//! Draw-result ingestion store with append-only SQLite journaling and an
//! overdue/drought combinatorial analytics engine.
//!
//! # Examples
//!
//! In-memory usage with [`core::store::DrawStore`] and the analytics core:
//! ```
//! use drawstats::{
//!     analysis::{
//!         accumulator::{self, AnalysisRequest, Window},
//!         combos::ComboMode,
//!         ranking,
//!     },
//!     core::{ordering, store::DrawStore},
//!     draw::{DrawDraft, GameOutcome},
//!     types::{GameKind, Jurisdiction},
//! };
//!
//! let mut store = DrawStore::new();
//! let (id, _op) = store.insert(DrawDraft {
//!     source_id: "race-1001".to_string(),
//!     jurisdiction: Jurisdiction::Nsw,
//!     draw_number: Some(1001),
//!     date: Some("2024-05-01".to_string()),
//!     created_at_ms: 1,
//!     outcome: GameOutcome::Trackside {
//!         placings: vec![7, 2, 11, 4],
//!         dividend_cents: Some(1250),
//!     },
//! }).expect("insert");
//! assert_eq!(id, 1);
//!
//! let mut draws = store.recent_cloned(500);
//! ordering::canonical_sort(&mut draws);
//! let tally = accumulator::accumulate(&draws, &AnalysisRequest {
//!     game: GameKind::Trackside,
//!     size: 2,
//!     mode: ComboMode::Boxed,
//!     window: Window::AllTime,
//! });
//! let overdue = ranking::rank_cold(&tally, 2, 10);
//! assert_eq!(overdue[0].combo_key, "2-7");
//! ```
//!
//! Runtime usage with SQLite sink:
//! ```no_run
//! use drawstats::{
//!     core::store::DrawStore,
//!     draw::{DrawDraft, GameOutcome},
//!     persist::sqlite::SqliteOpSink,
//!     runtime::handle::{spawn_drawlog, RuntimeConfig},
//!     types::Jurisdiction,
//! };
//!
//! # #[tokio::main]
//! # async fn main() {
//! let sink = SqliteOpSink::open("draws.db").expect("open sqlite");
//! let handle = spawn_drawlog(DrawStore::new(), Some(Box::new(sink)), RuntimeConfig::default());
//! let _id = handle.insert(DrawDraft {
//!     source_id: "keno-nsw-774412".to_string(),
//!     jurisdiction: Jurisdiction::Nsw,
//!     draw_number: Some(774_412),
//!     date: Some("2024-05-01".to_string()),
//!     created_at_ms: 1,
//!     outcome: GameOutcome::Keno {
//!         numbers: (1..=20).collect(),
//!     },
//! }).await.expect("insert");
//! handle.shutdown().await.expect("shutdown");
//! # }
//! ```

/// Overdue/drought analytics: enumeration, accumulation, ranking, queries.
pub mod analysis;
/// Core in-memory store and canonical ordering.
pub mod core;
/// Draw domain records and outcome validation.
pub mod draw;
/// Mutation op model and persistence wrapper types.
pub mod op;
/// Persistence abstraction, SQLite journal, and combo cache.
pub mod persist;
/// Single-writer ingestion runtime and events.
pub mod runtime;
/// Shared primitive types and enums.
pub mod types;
—————
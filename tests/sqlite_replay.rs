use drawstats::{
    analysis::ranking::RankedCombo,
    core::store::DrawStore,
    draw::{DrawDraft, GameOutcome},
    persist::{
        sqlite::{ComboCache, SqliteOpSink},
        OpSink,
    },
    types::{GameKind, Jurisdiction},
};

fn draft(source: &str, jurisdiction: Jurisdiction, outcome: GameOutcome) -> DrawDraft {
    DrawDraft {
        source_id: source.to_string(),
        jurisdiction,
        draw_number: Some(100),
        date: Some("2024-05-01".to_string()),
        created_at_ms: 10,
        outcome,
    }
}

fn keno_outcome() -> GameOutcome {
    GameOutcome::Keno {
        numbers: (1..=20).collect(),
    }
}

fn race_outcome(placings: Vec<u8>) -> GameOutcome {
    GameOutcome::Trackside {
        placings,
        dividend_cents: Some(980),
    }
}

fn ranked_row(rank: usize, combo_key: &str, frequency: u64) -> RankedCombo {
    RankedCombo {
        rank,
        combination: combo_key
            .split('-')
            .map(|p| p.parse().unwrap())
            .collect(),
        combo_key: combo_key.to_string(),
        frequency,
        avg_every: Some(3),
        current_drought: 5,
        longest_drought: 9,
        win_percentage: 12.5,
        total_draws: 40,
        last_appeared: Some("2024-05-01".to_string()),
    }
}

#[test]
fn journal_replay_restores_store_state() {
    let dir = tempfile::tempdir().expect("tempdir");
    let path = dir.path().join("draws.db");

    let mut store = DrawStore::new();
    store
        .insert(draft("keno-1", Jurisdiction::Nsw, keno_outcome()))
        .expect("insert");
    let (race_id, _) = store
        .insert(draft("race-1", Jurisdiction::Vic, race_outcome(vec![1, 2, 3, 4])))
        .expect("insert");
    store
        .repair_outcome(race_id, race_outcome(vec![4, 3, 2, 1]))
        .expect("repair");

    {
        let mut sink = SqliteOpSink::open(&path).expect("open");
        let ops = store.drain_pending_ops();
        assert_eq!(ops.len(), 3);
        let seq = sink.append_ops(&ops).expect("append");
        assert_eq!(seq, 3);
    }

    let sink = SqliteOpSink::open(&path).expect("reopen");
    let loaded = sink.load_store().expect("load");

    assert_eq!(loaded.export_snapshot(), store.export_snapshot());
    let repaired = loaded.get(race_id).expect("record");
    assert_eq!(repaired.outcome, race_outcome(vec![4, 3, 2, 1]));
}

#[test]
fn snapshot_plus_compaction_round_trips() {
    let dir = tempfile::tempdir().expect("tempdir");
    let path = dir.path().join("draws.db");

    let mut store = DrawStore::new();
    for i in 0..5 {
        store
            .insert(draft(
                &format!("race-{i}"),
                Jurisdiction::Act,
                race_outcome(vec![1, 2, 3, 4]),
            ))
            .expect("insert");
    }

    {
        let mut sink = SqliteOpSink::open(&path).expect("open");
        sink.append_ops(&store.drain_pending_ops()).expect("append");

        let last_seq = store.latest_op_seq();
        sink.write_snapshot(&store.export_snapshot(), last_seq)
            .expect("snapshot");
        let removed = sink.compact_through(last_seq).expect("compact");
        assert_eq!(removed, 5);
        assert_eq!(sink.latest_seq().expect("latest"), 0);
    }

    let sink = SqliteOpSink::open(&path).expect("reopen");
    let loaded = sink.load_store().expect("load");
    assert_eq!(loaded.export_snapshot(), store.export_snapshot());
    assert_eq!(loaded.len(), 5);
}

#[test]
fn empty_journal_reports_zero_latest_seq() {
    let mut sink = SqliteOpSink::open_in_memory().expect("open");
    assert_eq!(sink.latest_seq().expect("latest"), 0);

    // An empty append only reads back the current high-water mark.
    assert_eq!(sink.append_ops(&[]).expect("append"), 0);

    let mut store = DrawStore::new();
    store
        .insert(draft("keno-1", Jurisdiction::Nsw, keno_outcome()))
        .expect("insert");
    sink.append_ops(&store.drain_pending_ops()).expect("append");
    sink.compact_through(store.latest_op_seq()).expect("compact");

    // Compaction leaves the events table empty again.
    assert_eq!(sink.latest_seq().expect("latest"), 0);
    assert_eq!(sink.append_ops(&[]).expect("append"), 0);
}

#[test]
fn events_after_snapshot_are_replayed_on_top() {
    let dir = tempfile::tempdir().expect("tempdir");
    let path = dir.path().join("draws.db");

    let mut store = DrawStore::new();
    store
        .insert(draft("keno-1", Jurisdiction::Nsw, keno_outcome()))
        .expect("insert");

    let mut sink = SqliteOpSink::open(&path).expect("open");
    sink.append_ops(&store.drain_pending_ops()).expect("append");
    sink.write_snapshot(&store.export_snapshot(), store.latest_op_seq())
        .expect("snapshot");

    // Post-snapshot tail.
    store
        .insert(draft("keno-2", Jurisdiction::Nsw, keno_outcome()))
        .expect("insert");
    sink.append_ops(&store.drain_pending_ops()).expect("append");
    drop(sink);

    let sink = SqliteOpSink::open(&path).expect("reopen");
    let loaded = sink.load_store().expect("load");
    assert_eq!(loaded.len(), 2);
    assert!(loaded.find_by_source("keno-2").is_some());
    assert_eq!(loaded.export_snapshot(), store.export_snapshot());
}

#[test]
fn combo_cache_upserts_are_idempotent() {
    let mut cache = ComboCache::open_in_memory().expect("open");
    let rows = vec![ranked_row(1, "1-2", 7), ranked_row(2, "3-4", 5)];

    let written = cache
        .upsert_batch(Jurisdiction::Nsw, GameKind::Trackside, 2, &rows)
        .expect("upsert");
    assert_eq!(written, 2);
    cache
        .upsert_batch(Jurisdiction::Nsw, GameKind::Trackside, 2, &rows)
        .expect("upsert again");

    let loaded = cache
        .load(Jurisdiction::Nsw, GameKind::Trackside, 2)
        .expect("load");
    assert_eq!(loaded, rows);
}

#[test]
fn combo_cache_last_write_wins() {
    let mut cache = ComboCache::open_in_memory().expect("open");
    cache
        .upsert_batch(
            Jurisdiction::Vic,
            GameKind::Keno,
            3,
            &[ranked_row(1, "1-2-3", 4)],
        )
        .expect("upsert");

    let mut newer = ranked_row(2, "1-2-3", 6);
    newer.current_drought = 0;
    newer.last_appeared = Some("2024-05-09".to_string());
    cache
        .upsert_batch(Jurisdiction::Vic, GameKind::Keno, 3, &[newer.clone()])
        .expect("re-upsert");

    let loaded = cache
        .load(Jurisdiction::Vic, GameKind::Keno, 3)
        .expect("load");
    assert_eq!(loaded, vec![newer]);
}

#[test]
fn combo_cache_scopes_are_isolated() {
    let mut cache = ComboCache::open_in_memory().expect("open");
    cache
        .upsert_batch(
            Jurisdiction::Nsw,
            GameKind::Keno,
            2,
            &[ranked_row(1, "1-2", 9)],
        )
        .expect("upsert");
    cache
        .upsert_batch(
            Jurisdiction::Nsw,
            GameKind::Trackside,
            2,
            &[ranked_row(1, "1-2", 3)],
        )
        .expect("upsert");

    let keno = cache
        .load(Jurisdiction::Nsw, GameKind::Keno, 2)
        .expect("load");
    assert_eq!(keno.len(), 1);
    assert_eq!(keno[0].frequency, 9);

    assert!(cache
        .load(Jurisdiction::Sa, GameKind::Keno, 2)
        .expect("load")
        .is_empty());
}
—————
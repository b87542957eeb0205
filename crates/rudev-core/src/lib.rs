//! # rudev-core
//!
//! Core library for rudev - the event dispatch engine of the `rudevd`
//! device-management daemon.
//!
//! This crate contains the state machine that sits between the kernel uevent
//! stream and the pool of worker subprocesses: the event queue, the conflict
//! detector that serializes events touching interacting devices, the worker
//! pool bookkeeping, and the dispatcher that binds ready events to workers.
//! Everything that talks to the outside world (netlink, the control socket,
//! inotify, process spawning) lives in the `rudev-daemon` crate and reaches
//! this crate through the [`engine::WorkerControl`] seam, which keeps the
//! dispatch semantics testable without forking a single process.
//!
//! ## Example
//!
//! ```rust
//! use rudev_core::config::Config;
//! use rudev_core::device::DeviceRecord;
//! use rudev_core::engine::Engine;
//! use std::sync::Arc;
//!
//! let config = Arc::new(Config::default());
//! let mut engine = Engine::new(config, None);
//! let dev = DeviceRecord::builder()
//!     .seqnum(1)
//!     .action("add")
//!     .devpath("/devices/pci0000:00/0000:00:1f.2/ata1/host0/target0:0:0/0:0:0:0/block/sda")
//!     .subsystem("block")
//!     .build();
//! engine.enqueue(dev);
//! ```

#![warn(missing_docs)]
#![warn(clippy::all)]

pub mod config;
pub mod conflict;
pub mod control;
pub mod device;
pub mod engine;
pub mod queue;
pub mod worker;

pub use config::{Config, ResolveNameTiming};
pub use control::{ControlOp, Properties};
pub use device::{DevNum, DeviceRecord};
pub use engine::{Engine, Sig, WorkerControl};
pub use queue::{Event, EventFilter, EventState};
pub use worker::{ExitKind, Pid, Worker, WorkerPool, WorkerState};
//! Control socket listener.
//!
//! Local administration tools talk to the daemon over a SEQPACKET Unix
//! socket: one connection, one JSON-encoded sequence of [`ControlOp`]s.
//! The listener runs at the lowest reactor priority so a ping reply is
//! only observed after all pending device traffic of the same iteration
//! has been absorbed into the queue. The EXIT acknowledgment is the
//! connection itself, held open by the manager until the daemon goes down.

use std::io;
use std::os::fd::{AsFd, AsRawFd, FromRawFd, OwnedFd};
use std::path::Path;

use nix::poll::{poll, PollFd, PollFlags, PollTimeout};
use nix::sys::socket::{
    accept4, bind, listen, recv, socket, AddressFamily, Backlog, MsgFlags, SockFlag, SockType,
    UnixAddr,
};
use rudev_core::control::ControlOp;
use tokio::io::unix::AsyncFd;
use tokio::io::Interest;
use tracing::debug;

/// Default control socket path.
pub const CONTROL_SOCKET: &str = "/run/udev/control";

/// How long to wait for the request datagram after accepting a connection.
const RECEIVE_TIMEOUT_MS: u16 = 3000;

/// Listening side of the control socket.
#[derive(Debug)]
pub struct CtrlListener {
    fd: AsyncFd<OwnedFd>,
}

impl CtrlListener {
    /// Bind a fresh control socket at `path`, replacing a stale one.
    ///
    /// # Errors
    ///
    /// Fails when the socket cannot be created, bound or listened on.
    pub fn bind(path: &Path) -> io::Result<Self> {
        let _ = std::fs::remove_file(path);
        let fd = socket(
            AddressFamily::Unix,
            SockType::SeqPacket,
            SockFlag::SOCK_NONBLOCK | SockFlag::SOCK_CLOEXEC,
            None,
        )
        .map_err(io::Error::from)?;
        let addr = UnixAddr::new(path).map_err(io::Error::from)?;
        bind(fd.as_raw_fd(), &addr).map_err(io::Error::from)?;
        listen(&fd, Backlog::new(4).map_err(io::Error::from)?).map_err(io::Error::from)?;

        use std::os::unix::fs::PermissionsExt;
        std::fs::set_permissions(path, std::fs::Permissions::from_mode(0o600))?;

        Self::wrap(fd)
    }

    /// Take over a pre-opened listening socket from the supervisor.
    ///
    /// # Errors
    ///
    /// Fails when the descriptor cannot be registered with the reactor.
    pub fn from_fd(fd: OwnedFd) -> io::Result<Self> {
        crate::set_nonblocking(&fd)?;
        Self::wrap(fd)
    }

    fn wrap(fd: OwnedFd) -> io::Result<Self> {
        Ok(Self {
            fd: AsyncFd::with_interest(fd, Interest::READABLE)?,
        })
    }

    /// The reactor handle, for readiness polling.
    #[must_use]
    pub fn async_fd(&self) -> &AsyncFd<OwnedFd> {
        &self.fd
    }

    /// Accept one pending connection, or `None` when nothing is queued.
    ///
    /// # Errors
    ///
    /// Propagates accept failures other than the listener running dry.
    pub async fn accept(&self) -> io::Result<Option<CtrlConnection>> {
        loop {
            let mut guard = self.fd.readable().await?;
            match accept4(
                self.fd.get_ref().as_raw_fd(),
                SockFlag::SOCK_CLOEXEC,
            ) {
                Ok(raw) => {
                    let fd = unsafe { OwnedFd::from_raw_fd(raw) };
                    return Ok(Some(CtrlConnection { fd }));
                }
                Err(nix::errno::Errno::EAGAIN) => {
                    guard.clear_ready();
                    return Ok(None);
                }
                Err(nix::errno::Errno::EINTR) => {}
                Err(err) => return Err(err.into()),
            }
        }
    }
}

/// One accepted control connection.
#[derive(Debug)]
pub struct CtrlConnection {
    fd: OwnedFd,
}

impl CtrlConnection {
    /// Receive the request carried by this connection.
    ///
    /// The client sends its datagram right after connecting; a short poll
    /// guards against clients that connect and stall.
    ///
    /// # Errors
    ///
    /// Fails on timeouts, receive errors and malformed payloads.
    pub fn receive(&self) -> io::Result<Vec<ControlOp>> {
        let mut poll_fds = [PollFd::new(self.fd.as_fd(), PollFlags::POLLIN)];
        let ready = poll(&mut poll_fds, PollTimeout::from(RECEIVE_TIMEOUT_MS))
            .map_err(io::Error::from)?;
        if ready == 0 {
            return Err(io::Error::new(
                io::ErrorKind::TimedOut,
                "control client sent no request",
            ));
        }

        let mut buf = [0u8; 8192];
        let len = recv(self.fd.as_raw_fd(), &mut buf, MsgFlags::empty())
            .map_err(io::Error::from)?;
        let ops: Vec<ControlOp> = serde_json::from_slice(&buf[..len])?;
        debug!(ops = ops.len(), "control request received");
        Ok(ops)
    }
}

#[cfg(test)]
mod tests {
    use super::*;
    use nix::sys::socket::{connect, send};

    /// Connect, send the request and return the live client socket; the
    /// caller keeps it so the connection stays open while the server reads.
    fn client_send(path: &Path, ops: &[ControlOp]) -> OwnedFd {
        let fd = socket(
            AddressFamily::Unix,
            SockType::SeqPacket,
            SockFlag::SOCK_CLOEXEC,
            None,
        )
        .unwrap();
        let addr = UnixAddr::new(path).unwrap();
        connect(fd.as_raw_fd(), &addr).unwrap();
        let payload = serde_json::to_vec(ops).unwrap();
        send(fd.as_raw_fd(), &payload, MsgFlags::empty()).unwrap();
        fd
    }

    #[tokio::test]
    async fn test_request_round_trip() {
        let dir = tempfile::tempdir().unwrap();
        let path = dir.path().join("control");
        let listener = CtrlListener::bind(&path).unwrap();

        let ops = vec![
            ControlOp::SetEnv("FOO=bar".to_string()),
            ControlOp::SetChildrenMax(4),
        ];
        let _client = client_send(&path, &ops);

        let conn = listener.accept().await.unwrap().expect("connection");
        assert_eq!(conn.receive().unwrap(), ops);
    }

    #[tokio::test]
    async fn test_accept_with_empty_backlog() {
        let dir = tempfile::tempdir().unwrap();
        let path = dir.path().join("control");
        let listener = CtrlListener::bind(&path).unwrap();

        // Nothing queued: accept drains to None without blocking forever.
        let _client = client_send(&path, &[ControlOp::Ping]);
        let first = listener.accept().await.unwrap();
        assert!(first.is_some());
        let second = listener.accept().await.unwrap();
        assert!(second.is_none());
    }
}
—————
### [Your task]
Isolate the lines above that contain the word "reactor" and copy them.

### [Solution]
//! The listener runs at the lowest reactor priority so a ping reply is
    /// Fails when the descriptor cannot be registered with the reactor.
    /// The reactor handle, for readiness polling.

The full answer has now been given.